The layoff announcement on Friday came as Energy Secretary Bill Richardson granted a reprieve to SoCal Edison and Pacific Gas and Electric Co. by extending an order requiring suppliers to sell California electricity to avoid blackouts.
Treasury Secretary Lawrence Summers, National Economic Council director Gene Sperling and Richardson were among those expected to attend the White House meeting on Tuesday. It was unclear if Gov. Gray Davis, expected to discuss the issue in his State of the State address on Monday, would attend, said spokesman Steve Maviglio.
"The idea there is to try to create some sort of framework that could help to alleviate the supply crunch that California is experiencing now in energy," said White House spokesman Jake Siewert.
Richardson's order was scheduled to expire Friday, but the extension takes it through next Thursday. To keep it in place past Tuesday, the state must implement measures to reduce peak demand 5 percent by Jan. 15.

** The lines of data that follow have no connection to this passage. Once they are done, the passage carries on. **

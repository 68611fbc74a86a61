mod fixtures;

use axum::http::StatusCode;
use axum::http::header::LOCATION;
use fixtures::{gateway, get_with, json_body, send, spawn_stub};

fn location(headers: &axum::http::HeaderMap) -> &str {
    headers.get(LOCATION).and_then(|value| value.to_str().ok()).unwrap_or_default()
}

#[tokio::test]
async fn public_paths_bypass_the_guard() {
    let stub = spawn_stub().await;
    let router = gateway(stub.addr);

    let (status, _, body) = send(&router, get_with("/some/public/page", None)).await;
    assert_eq!(status, StatusCode::OK);
    assert_eq!(body, "anonymous");
    assert_eq!(stub.session_hits(), 0);
}

#[tokio::test]
async fn anonymous_visitors_are_sent_to_login() {
    let stub = spawn_stub().await;
    let router = gateway(stub.addr);

    for path in ["/dashboard", "/dashboard/cart", "/admin-dashboard/users", "/provider-dashboard/order"] {
        let (status, headers, body) = send(&router, get_with(path, None)).await;
        assert_eq!(status, StatusCode::TEMPORARY_REDIRECT, "{path}");
        assert_eq!(location(&headers), "/login", "{path}");
        assert!(body.is_empty());
    }
}

#[tokio::test]
async fn auth_pages_are_open_to_anonymous_visitors() {
    let stub = spawn_stub().await;
    let router = gateway(stub.addr);

    let (status, _, body) = send(&router, get_with("/login", None)).await;
    assert_eq!(status, StatusCode::OK);
    assert_eq!(json_body(&body)["action"], "/api/auth/sign-in/email");

    let (status, _, body) = send(&router, get_with("/register", None)).await;
    assert_eq!(status, StatusCode::OK);
    let page = json_body(&body);
    assert_eq!(page["roles"], serde_json::json!(["CUSTOMER", "PROVIDER"]));
    assert_eq!(page["businessNameRequiredFor"], "PROVIDER");
}

#[tokio::test]
async fn signed_in_users_leave_auth_pages_for_their_home() {
    let stub = spawn_stub().await;
    let router = gateway(stub.addr);

    let cases = [
        ("/login", "session=customer", "/dashboard"),
        ("/register", "session=provider", "/provider-dashboard"),
        ("/login", "session=admin", "/admin-dashboard"),
    ];
    for (path, cookie, home) in cases {
        let (status, headers, _) = send(&router, get_with(path, Some(cookie))).await;
        assert_eq!(status, StatusCode::TEMPORARY_REDIRECT);
        assert_eq!(location(&headers), home);
    }
}

#[tokio::test]
async fn foreign_dashboards_redirect_to_the_role_home() {
    let stub = spawn_stub().await;
    let router = gateway(stub.addr);

    let cases = [
        ("/admin-dashboard/users", "session=provider", "/provider-dashboard"),
        ("/provider-dashboard/x", "session=admin", "/admin-dashboard"),
        ("/dashboard/x", "session=provider", "/provider-dashboard"),
        ("/admin-dashboard/x", "session=customer", "/dashboard"),
        ("/provider-dashboard/x", "session=customer", "/dashboard"),
    ];
    for (path, cookie, home) in cases {
        let (status, headers, _) = send(&router, get_with(path, Some(cookie))).await;
        assert_eq!(status, StatusCode::TEMPORARY_REDIRECT, "{path}");
        assert_eq!(location(&headers), home, "{path}");
    }
}

#[tokio::test]
async fn own_dashboard_reuses_the_guard_context() {
    let stub = spawn_stub().await;
    let router = gateway(stub.addr);

    let (status, _, body) = send(&router, get_with("/admin-dashboard/x", Some("session=admin"))).await;
    assert_eq!(status, StatusCode::OK);
    assert_eq!(body, "ADMIN");
    assert_eq!(stub.session_hits(), 1);
}

#[tokio::test]
async fn indeterminate_sessions_fail_closed() {
    let stub = spawn_stub().await;
    let router = gateway(stub.addr);

    for cookie in ["session=broken", "session=slow"] {
        let (status, headers, _) = send(&router, get_with("/dashboard/cart", Some(cookie))).await;
        assert_eq!(status, StatusCode::TEMPORARY_REDIRECT, "{cookie}");
        assert_eq!(location(&headers), "/login", "{cookie}");
    }
}

#[tokio::test]
async fn unrecognized_roles_are_sent_to_the_customer_dashboard() {
    let stub = spawn_stub().await;
    let router = gateway(stub.addr);

    for path in ["/admin-dashboard/x", "/provider-dashboard/x", "/login", "/register"] {
        let (status, headers, _) = send(&router, get_with(path, Some("session=chef"))).await;
        assert_eq!(status, StatusCode::TEMPORARY_REDIRECT, "{path}");
        assert_eq!(location(&headers), "/dashboard", "{path}");
    }

    let (status, _, _) = send(&router, get_with("/dashboard/x", Some("session=chef"))).await;
    assert_eq!(status, StatusCode::OK);
}
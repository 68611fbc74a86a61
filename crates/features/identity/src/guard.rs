use crate::context::{AuthContext, cookie_header};
use crate::resolver::SessionResolver;
use axum::extract::{Request, State};
use axum::middleware::Next;
use axum::response::{IntoResponse, Redirect, Response};
use fhub_kernel::security::route::{Decision, classify, decide};
use tracing::debug;

/// Route guard middleware.
///
/// Paths outside the auth pages and dashboards pass straight through without a
/// session lookup. Guarded paths are either allowed, with the resolved [`AuthContext`]
/// stored for the handlers, or answered with a silent 307 redirect.
pub async fn route_guard(
    State(resolver): State<SessionResolver>,
    mut request: Request,
    next: Next,
) -> Response {
    let route = classify(request.uri().path());
    if !route.is_guarded() {
        return next.run(request).await;
    }

    let cookie = cookie_header(request.headers());
    let session = resolver.resolve(cookie.as_deref()).await;
    let role = session.as_ref().map(|session| session.role());

    match decide(route, role) {
        Decision::Allow => {
            request.extensions_mut().insert(AuthContext { session, cookie });
            next.run(request).await
        },
        Decision::Redirect(to) => {
            debug!(path = %request.uri().path(), ?role, to, "Route guard redirect");
            Redirect::temporary(to).into_response()
        },
    }
}
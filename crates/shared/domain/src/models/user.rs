use crate::role::Role;
use serde::{Deserialize, Deserializer, Serialize};
use serde_json::Value;
use std::str::FromStr;
use strum_macros::{AsRefStr, Display, EnumString};

#[derive(
    Debug, Clone, Copy, PartialEq, Eq, Hash, Serialize, Deserialize, Display, AsRefStr, EnumString,
)]
#[serde(rename_all = "SCREAMING_SNAKE_CASE")]
#[strum(serialize_all = "SCREAMING_SNAKE_CASE", ascii_case_insensitive)]
pub enum UserStatus {
    Active,
    Suspended,
}

/// Decodes an optional status, mapping values outside [`UserStatus`] to `None`.
pub fn lenient_status<'de, D>(deserializer: D) -> Result<Option<UserStatus>, D::Error>
where
    D: Deserializer<'de>,
{
    let raw = Option::<String>::deserialize(deserializer)?;
    Ok(raw.and_then(|s| UserStatus::from_str(s.trim()).ok()))
}

/// The caller's own profile (`/users/me`).
#[derive(Debug, Clone, PartialEq, Eq, Serialize, Deserialize)]
#[serde(rename_all = "camelCase")]
pub struct UserMe {
    pub id: String,
    pub name: String,
    pub email: String,
    #[serde(default)]
    pub phone: Option<String>,
    #[serde(default)]
    pub image: Option<String>,
    #[serde(default)]
    pub addresses: Option<Value>,
    #[serde(default)]
    pub business_name: Option<String>,
    pub role: Role,
    #[serde(default, deserialize_with = "lenient_status")]
    pub status: Option<UserStatus>,
    #[serde(default, skip_serializing_if = "Option::is_none")]
    pub created_at: Option<String>,
    #[serde(default, skip_serializing_if = "Option::is_none")]
    pub updated_at: Option<String>,
}

#[derive(Debug, Clone, Default, PartialEq, Eq, Serialize, Deserialize)]
#[serde(rename_all = "camelCase")]
pub struct UpdateMeInput {
    #[serde(default, skip_serializing_if = "Option::is_none")]
    pub name: Option<String>,
    #[serde(default, skip_serializing_if = "Option::is_none")]
    pub phone: Option<String>,
    #[serde(default, skip_serializing_if = "Option::is_none")]
    pub image: Option<String>,
    #[serde(default, skip_serializing_if = "Option::is_none")]
    pub addresses: Option<Value>,
    #[serde(default, skip_serializing_if = "Option::is_none")]
    pub business_name: Option<String>,
}

/// A row of the admin users table.
#[derive(Debug, Clone, PartialEq, Eq, Serialize, Deserialize)]
#[serde(rename_all = "camelCase")]
pub struct AdminUser {
    pub id: String,
    pub name: String,
    #[serde(default)]
    pub email: Option<String>,
    pub role: Role,
    #[serde(default, deserialize_with = "lenient_status")]
    pub status: Option<UserStatus>,
    #[serde(default)]
    pub is_approved: bool,
    #[serde(default)]
    pub created_at: Option<String>,
}

#[derive(Debug, Clone, Copy, PartialEq, Eq, Serialize, Deserialize)]
pub struct StatusChange {
    pub status: UserStatus,
}

#[derive(Debug, Clone, Copy, PartialEq, Eq, Serialize, Deserialize)]
#[serde(rename_all = "camelCase")]
pub struct ApprovalChange {
    pub is_approved: bool,
}
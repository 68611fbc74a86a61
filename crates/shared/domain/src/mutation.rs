//! Optimistic table edits.
//!
//! The client sends the row it currently shows plus the requested change. The change is
//! applied to a copy, the mutation is issued, and [`Optimistic::settle`] either keeps the
//! reconciled row or hands back the untouched snapshot.

use serde::{Deserialize, Serialize};
use std::fmt::Display;

/// Request body of an optimistic edit: the displayed row and the change to apply.
#[derive(Debug, Clone, PartialEq, Eq, Serialize, Deserialize)]
pub struct MutationRequest<S, C> {
    pub row: S,
    #[serde(flatten)]
    pub change: C,
}

/// A row with a change applied tentatively, remembering where it came from.
#[derive(Debug, Clone, PartialEq, Eq)]
pub struct Optimistic<S> {
    snapshot: S,
    tentative: S,
}

/// A failed mutation: the snapshot to restore and why.
#[derive(Debug, Clone, PartialEq, Eq)]
pub struct Reverted<S> {
    pub row: S,
    pub message: String,
}

impl<S: Clone> Optimistic<S> {
    pub fn apply(snapshot: S, change: impl FnOnce(&mut S)) -> Self {
        let mut tentative = snapshot.clone();
        change(&mut tentative);
        Self { snapshot, tentative }
    }

    #[must_use]
    pub const fn tentative(&self) -> &S {
        &self.tentative
    }

    #[must_use]
    pub const fn snapshot(&self) -> &S {
        &self.snapshot
    }

    /// Reconciles with the mutation result.
    ///
    /// On success the server copy wins when one was returned, else the tentative row.
    /// On failure the snapshot is restored.
    pub fn settle<E: Display>(self, result: Result<Option<S>, E>) -> Result<S, Reverted<S>> {
        match result {
            Ok(server) => Ok(server.unwrap_or(self.tentative)),
            Err(err) => Err(Reverted { row: self.snapshot, message: err.to_string() }),
        }
    }
}
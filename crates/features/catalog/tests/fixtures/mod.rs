#![allow(dead_code)]

use axum::body::{Body, Bytes, to_bytes};
use axum::extract::{Path, RawQuery};
use axum::http::header::{CONTENT_TYPE, COOKIE};
use axum::http::{HeaderMap, Method, Request, StatusCode};
use axum::response::{IntoResponse, Response};
use axum::routing::{delete, get, post};
use axum::{Json, Router, middleware};
use fhub_identity::route_guard;
use fhub_kernel::backend::BackendClient;
use fhub_kernel::domain::config::GatewayConfig;
use fhub_kernel::server::state::ApiState;
use serde_json::{Value, json};
use std::net::SocketAddr;
use tokio::net::TcpListener;
use tower::ServiceExt;

pub const CUSTOMER: &str = "session=customer";
pub const PROVIDER: &str = "session=provider";

fn signed_in(headers: &HeaderMap) -> Option<&'static str> {
    let raw = headers.get(COOKIE)?.to_str().ok()?;
    if raw.contains("session=customer") {
        Some("CUSTOMER")
    } else if raw.contains("session=provider") {
        Some("PROVIDER")
    } else {
        None
    }
}

async fn get_session(headers: HeaderMap) -> Json<Value> {
    Json(signed_in(&headers).map_or(Value::Null, |role| {
        json!({ "user": { "id": "u-1", "role": role, "email": "c@foodhub.test", "name": "Cee" } })
    }))
}

pub fn menu_item(id: &str, name: &str) -> Value {
    json!({
        "id": id,
        "restaurantId": "r1",
        "name": name,
        "description": null,
        "priceCents": 1200,
        "imageUrl": null,
        "isAvailable": true,
        "cuisine": "VEG",
    })
}

fn restaurant() -> Value {
    json!({
        "id": "r1",
        "providerId": "p1",
        "name": "Noodle Bar",
        "addressLine": "1 Main St",
        "city": "Dhaka",
        "isActive": true,
        "createdAt": "2026-01-01T00:00:00Z",
        "updatedAt": "2026-01-01T00:00:00Z",
    })
}

fn review(id: &str, user_id: &str, rating: u8) -> Value {
    json!({
        "id": id,
        "userId": user_id,
        "menuItemId": "m1",
        "rating": rating,
        "comment": null,
        "createdAt": "2026-01-02T00:00:00Z",
        "updatedAt": "2026-01-02T00:00:00Z",
        "user": { "id": user_id, "name": "Reviewer" },
    })
}

async fn restaurant_by_id(Path(id): Path<String>) -> Json<Value> {
    Json(if id == "r1" { json!({ "success": true, "data": restaurant() }) } else { json!({ "data": null }) })
}

async fn menu_item_by_id(Path(id): Path<String>) -> Response {
    match id.as_str() {
        "m1" => Json(menu_item("m1", "Pho")).into_response(),
        "m2" => Json(json!({ "data": menu_item("m2", "Rice") })).into_response(),
        "boom" => (StatusCode::INTERNAL_SERVER_ERROR, "db down").into_response(),
        _ => Json(Value::Null).into_response(),
    }
}

async fn add_to_cart(headers: HeaderMap, Json(body): Json<Value>) -> Response {
    if signed_in(&headers).is_none() {
        return (StatusCode::UNAUTHORIZED, Json(json!({ "message": "Unauthorized" }))).into_response();
    }
    if body["menuItemId"] == "sold-out" {
        return (StatusCode::CONFLICT, Json(json!({ "message": "Item is unavailable" }))).into_response();
    }
    if body["menuItemId"] == "quiet" {
        return (StatusCode::BAD_REQUEST, Json(json!({}))).into_response();
    }
    (StatusCode::CREATED, Json(json!({ "success": true, "data": body }))).into_response()
}

async fn delete_review(Path(id): Path<String>) -> Response {
    if id == "theirs" {
        return (StatusCode::FORBIDDEN, Json(json!({ "message": "Not your review" }))).into_response();
    }
    StatusCode::NO_CONTENT.into_response()
}

pub async fn spawn_stub() -> SocketAddr {
    let router = Router::new()
        .route("/api/auth/get-session", get(get_session))
        .route("/api/restaurants", get(|| async { Json(json!([restaurant()])) }))
        .route("/api/restaurants/{id}", get(restaurant_by_id))
        .route(
            "/api/menu-items",
            get(|RawQuery(query): RawQuery| async move {
                Json(json!([menu_item("m1", &query.unwrap_or_default())]))
            }),
        )
        .route("/api/menu-items/{id}", get(menu_item_by_id))
        .route(
            "/api/menu-items/restaurant/{id}",
            get(|| async { Json(json!([menu_item("m1", "Pho"), menu_item("m2", "Rice")])) }),
        )
        .route(
            "/api/reviews/menu-item/{id}",
            get(|| async { Json(json!({ "data": [review("rv1", "u-1", 4), review("rv2", "u-2", 5)] })) }),
        )
        .route("/api/cart/add", post(add_to_cart))
        .route("/api/reviews", post(|Json(body): Json<Value>| async move { Json(json!({ "data": body })) }))
        .route("/api/reviews/{id}", delete(delete_review));

    let listener = TcpListener::bind("127.0.0.1:0").await.expect("bind stub");
    let addr = listener.local_addr().expect("stub addr");
    tokio::spawn(async move {
        let _ = axum::serve(listener, router).await;
    });
    addr
}

/// Backend whose lists come back as `{ "data": null }`.
pub async fn spawn_empty_stub() -> SocketAddr {
    let empty = || async { Json(json!({ "data": null })) };
    let router = Router::new()
        .route("/api/auth/get-session", get(|| async { Json(Value::Null) }))
        .route("/api/restaurants", get(empty))
        .route("/api/restaurants/{id}", get(|| async { Json(restaurant()) }))
        .route("/api/menu-items", get(empty))
        .route("/api/menu-items/restaurant/{id}", get(empty));

    let listener = TcpListener::bind("127.0.0.1:0").await.expect("bind stub");
    let addr = listener.local_addr().expect("stub addr");
    tokio::spawn(async move {
        let _ = axum::serve(listener, router).await;
    });
    addr
}

pub fn gateway(addr: SocketAddr) -> Router {
    let mut config = GatewayConfig::default();
    config.auth.url = format!("http://{addr}/api/auth");
    config.backend.url = format!("http://{addr}/api");

    let backend = BackendClient::builder()
        .base_url(config.backend.url.as_str())
        .build()
        .expect("backend client");
    let identity = fhub_identity::init(&config).expect("identity slice");
    let resolver = identity.resolver.clone();
    let state = ApiState::builder()
        .config(config)
        .backend(backend.clone())
        .register_slice(fhub_kernel::domain::registry::InitializedSlice::new(identity))
        .register_slice(fhub_catalog::init(&backend))
        .build()
        .expect("state");

    let (router, _api) = fhub_identity::router().merge(fhub_catalog::router()).split_for_parts();
    router.layer(middleware::from_fn_with_state(resolver, route_guard)).with_state(state)
}

pub fn request(method: Method, path: &str, cookie: Option<&str>, body: Option<Value>) -> Request<Body> {
    let mut builder = Request::builder().method(method).uri(path);
    if let Some(cookie) = cookie {
        builder = builder.header(COOKIE, cookie);
    }
    match body {
        Some(body) => builder
            .header(CONTENT_TYPE, "application/json")
            .body(Body::from(body.to_string()))
            .expect("request"),
        None => builder.body(Body::empty()).expect("request"),
    }
}

pub async fn send(router: &Router, request: Request<Body>) -> (StatusCode, Value) {
    let response = router.clone().oneshot(request).await.expect("router is infallible");
    let status = response.status();
    let bytes: Bytes = to_bytes(response.into_body(), usize::MAX).await.expect("body");
    let body = if bytes.is_empty() { Value::Null } else { serde_json::from_slice(&bytes).expect("json") };
    (status, body)
}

Also on Friday, the U.S. Court of Appeals in Washington rejected a bid by SoCal Edison to order the Federal Energy Regulatory Commission to cap wholesale electricity prices. FERC had argued that a cap would not solve the crisis.
The three-judge panel said SoCal Edison had not proven that its right to relief was "clear and indisputable."
Shortly thereafter, SoCal Edison announced the layoffs. The company eliminated 400 jobs last month. The 1,850 layoffs amount to 13.6 percent of its work force.
SoCal Edison and Pacific Gas and Electric Co. were dealt a surprise blow a day earlier when state regulators approved price hikes of 7 percent to 15 percent, or about half of what the utilities had requested.
The rate hike, effective immediately, would raise the average monthly residential bill of $54 by about $5.
Wall Street did not expect such a modest rate hike to salvage the faltering utilities and responded by downgrading their parent companies' credit ratings. Then, stock prices plummeted.